//! [`User`] directory administration.

use axum::{
    extract::{
        rejection::{JsonRejection, PathRejection},
        Path,
    },
    Extension, Json,
};
use secrecy::SecretBox;
use serde::{Deserialize, Serialize};
use service::{
    command,
    domain::{self, user},
    query, Query as _,
};

use crate::{api::Data, define_error, AsError, Error, Service};

/// `User` as seen by administrators.
#[derive(Debug, Serialize)]
pub struct User {
    /// ID of this `User`.
    pub id: user::Id,

    /// Email of this `User`.
    pub email: user::Email,

    /// First name of this `User`.
    pub first_name: user::Name,

    /// Last name of this `User`.
    pub last_name: user::Name,

    /// Role of this `User`.
    pub role: user::Role,

    /// Status of this `User`.
    pub status: user::Status,

    /// Profile image of this `User`, if any.
    pub profile_image: Option<user::ProfileImage>,

    /// Moment this `User` was created at.
    pub created_at: user::CreationDateTime,

    /// Moment this `User` was modified at last.
    pub updated_at: user::ModificationDateTime,

    /// Moment the password of this `User` was changed at last.
    pub password_changed_at: user::PasswordChangeDateTime,
}

impl From<domain::User> for User {
    fn from(user: domain::User) -> Self {
        let domain::User {
            id,
            email,
            password_hash: _,
            first_name,
            last_name,
            role,
            status,
            profile_image,
            created_at,
            updated_at,
            password_changed_at,
        } = user;

        Self {
            id,
            email,
            first_name,
            last_name,
            role,
            status,
            profile_image,
            created_at,
            updated_at,
            password_changed_at,
        }
    }
}

/// Body of a `User` creation request.
#[derive(Debug, Deserialize)]
pub struct CreateRequest {
    /// First name of a new `User`.
    pub first_name: user::Name,

    /// Last name of a new `User`.
    pub last_name: user::Name,

    /// Email of a new `User`.
    pub email: user::Email,

    /// Password of a new `User`.
    pub password: SecretBox<user::Password>,

    /// Profile image of a new `User`.
    #[serde(default)]
    pub profile_image: Option<user::ProfileImage>,

    /// Role of a new `User`, [`user::Role::User`] by default.
    #[serde(default, alias = "type")]
    pub role: Option<user::Role>,

    /// Status of a new `User`, [`user::Status::Active`] by default.
    #[serde(default)]
    pub status: Option<user::Status>,
}

/// Result of a `User` creation.
#[derive(Clone, Copy, Debug, Serialize)]
pub struct Created {
    /// ID of the created `User`.
    pub user_id: user::Id,
}

/// Body of a `User` update request. Absent fields stay unchanged.
#[derive(Debug, Default, Deserialize)]
#[serde(default)]
pub struct UpdateRequest {
    /// New first name of the `User`.
    pub first_name: Option<user::Name>,

    /// New last name of the `User`.
    pub last_name: Option<user::Name>,

    /// New email of the `User`.
    pub email: Option<user::Email>,

    /// New profile image of the `User`.
    pub profile_image: Option<user::ProfileImage>,

    /// New role of the `User`.
    #[serde(alias = "type")]
    pub role: Option<user::Role>,

    /// New status of the `User`.
    pub status: Option<user::Status>,
}

/// Body of a password change request.
#[derive(Debug, Deserialize)]
pub struct PasswordRequest {
    /// New password.
    pub password: SecretBox<user::Password>,

    /// Repeated new password.
    pub password_confirmation: SecretBox<user::Password>,
}

define_error! {
    enum UserError {
        #[code = "USER_NOT_FOUND"]
        #[status = NOT_FOUND]
        #[message = "`User` not found"]
        NotFound,

        #[code = "EMAIL_OCCUPIED"]
        #[status = CONFLICT]
        #[message = "Email is occupied by another `User`"]
        EmailOccupied,

        #[code = "PASSWORDS_MISMATCH"]
        #[status = BAD_REQUEST]
        #[message = "Password and its confirmation do not match"]
        PasswordsMismatch,
    }
}

/// Lists all `User`s ordered by their creation.
#[tracing::instrument(skip_all, fields(otel.name = "GET /api/admin/users"))]
pub async fn list(
    Extension(service): Extension<Service>,
) -> Result<Json<Data<Vec<User>>>, Error> {
    let users = service
        .execute(query::users::All::by(()))
        .await
        .map_err(AsError::into_error)?;

    Ok(Json(Data::from(
        users.into_iter().map(User::from).collect::<Vec<_>>(),
    )))
}

/// Creates a new `User`.
///
/// # Errors
///
/// Possible error codes:
/// - `BAD_REQUEST` - malformed body or invalid fields;
/// - `EMAIL_OCCUPIED` - email is used by another `User`.
#[tracing::instrument(skip_all, fields(otel.name = "POST /api/admin/users"))]
pub async fn create(
    Extension(service): Extension<Service>,
    body: Result<Json<CreateRequest>, JsonRejection>,
) -> Result<Json<Data<Created>>, Error> {
    let Json(req) = body.map_err(AsError::into_error)?;

    let user = service
        .execute(command::CreateUser {
            first_name: req.first_name,
            last_name: req.last_name,
            email: req.email,
            password: req.password,
            role: req.role.unwrap_or(user::Role::User),
            status: req.status.unwrap_or(user::Status::Active),
            profile_image: req.profile_image,
        })
        .await
        .map_err(AsError::into_error)?;

    Ok(Json(Created { user_id: user.id }.into()))
}

/// Returns the `User` with the provided ID.
///
/// # Errors
///
/// Possible error codes:
/// - `USER_NOT_FOUND` - no `User` with the provided ID.
#[tracing::instrument(skip_all, fields(otel.name = "GET /api/admin/users/:id"))]
pub async fn get(
    Extension(service): Extension<Service>,
    id: Result<Path<user::Id>, PathRejection>,
) -> Result<Json<Data<User>>, Error> {
    let Path(id) = id.map_err(AsError::into_error)?;

    service
        .execute(query::user::ById::by(id))
        .await
        .map_err(AsError::into_error)?
        .ok_or_else(|| UserError::NotFound.into())
        .map(|u| Json(User::from(u).into()))
}

/// Returns the `User` with the provided email.
///
/// # Errors
///
/// Possible error codes:
/// - `USER_NOT_FOUND` - no `User` with the provided email.
#[tracing::instrument(
    skip_all,
    fields(otel.name = "GET /api/admin/users/email/:email"),
)]
pub async fn get_by_email(
    Extension(service): Extension<Service>,
    email: Result<Path<user::Email>, PathRejection>,
) -> Result<Json<Data<User>>, Error> {
    let Path(email) = email.map_err(AsError::into_error)?;

    service
        .execute(query::user::ByEmail::by(email))
        .await
        .map_err(AsError::into_error)?
        .ok_or_else(|| UserError::NotFound.into())
        .map(|u| Json(User::from(u).into()))
}

/// Updates the provided fields of the `User`.
///
/// # Errors
///
/// Possible error codes:
/// - `BAD_REQUEST` - malformed body or invalid fields;
/// - `USER_NOT_FOUND` - no `User` with the provided ID;
/// - `EMAIL_OCCUPIED` - new email is used by another `User`.
#[tracing::instrument(skip_all, fields(otel.name = "PUT /api/admin/users/:id"))]
pub async fn update(
    Extension(service): Extension<Service>,
    id: Result<Path<user::Id>, PathRejection>,
    body: Result<Json<UpdateRequest>, JsonRejection>,
) -> Result<Json<Data<User>>, Error> {
    let Path(user_id) = id.map_err(AsError::into_error)?;
    let Json(req) = body.map_err(AsError::into_error)?;

    service
        .execute(command::UpdateUser {
            user_id,
            first_name: req.first_name,
            last_name: req.last_name,
            email: req.email,
            profile_image: req.profile_image,
            role: req.role,
            status: req.status,
        })
        .await
        .map(|u| Json(User::from(u).into()))
        .map_err(AsError::into_error)
}

/// Deletes the `User` permanently.
///
/// # Errors
///
/// Possible error codes:
/// - `USER_NOT_FOUND` - no `User` with the provided ID.
#[tracing::instrument(
    skip_all,
    fields(otel.name = "DELETE /api/admin/users/:id"),
)]
pub async fn delete(
    Extension(service): Extension<Service>,
    id: Result<Path<user::Id>, PathRejection>,
) -> Result<Json<Data<()>>, Error> {
    let Path(user_id) = id.map_err(AsError::into_error)?;

    service
        .execute(command::DeleteUser { user_id })
        .await
        .map(|()| Json(().into()))
        .map_err(AsError::into_error)
}

/// Replaces the password of the `User`.
///
/// # Errors
///
/// Possible error codes:
/// - `BAD_REQUEST` - malformed body or invalid password;
/// - `PASSWORDS_MISMATCH` - confirmation differs from the password;
/// - `USER_NOT_FOUND` - no `User` with the provided ID.
#[tracing::instrument(
    skip_all,
    fields(otel.name = "POST /api/admin/users/:id/password"),
)]
pub async fn change_password(
    Extension(service): Extension<Service>,
    id: Result<Path<user::Id>, PathRejection>,
    body: Result<Json<PasswordRequest>, JsonRejection>,
) -> Result<Json<Data<()>>, Error> {
    let Path(user_id) = id.map_err(AsError::into_error)?;
    let Json(req) = body.map_err(AsError::into_error)?;

    service
        .execute(command::UpdateUserPassword {
            user_id,
            password: req.password,
            confirmation: req.password_confirmation,
        })
        .await
        .map(|_| Json(().into()))
        .map_err(AsError::into_error)
}

/// Grants superadmin rights to the `User`.
///
/// # Errors
///
/// Possible error codes:
/// - `USER_NOT_FOUND` - no `User` with the provided ID.
#[tracing::instrument(
    skip_all,
    fields(otel.name = "POST /api/admin/users/:id/set-superadmin"),
)]
pub async fn set_superadmin(
    service: Extension<Service>,
    id: Result<Path<user::Id>, PathRejection>,
) -> Result<Json<Data<User>>, Error> {
    set_admin(service, id, true).await
}

/// Revokes superadmin rights from the `User`.
///
/// # Errors
///
/// Possible error codes:
/// - `USER_NOT_FOUND` - no `User` with the provided ID.
#[tracing::instrument(
    skip_all,
    fields(otel.name = "POST /api/admin/users/:id/unset-superadmin"),
)]
pub async fn unset_superadmin(
    service: Extension<Service>,
    id: Result<Path<user::Id>, PathRejection>,
) -> Result<Json<Data<User>>, Error> {
    set_admin(service, id, false).await
}

/// Executes [`command::SetUserAdmin`] for the `User` with the provided ID.
async fn set_admin(
    Extension(service): Extension<Service>,
    id: Result<Path<user::Id>, PathRejection>,
    enable: bool,
) -> Result<Json<Data<User>>, Error> {
    let Path(user_id) = id.map_err(AsError::into_error)?;

    service
        .execute(command::SetUserAdmin { user_id, enable })
        .await
        .map(|u| Json(User::from(u).into()))
        .map_err(AsError::into_error)
}

impl AsError for command::create_user::ExecutionError {
    fn try_as_error(&self) -> Option<Error> {
        match self {
            Self::Db(e) => e.try_as_error(),
            Self::PasswordHash(_) => None,
            Self::EmailOccupied(_) => Some(UserError::EmailOccupied.into()),
        }
    }
}

impl AsError for command::update_user::ExecutionError {
    fn try_as_error(&self) -> Option<Error> {
        match self {
            Self::Db(e) => e.try_as_error(),
            Self::UserNotExists(_) => Some(UserError::NotFound.into()),
            Self::EmailOccupied(_) => Some(UserError::EmailOccupied.into()),
        }
    }
}

impl AsError for command::delete_user::ExecutionError {
    fn try_as_error(&self) -> Option<Error> {
        match self {
            Self::Db(e) => e.try_as_error(),
            Self::UserNotExists(_) => Some(UserError::NotFound.into()),
        }
    }
}

impl AsError for command::update_user_password::ExecutionError {
    fn try_as_error(&self) -> Option<Error> {
        match self {
            Self::Db(e) => e.try_as_error(),
            Self::PasswordHash(_) => None,
            Self::UserNotExists(_) => Some(UserError::NotFound.into()),
            Self::PasswordsMismatch => {
                Some(UserError::PasswordsMismatch.into())
            }
        }
    }
}

impl AsError for command::set_user_admin::ExecutionError {
    fn try_as_error(&self) -> Option<Error> {
        match self {
            Self::Db(e) => e.try_as_error(),
            Self::UserNotExists(_) => Some(UserError::NotFound.into()),
        }
    }
}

----------------------------------------

→ TASK DESCRIPTION
A single number is required: how many lines in the material above include the string "derive".

→ SOLVED EXERCISE
5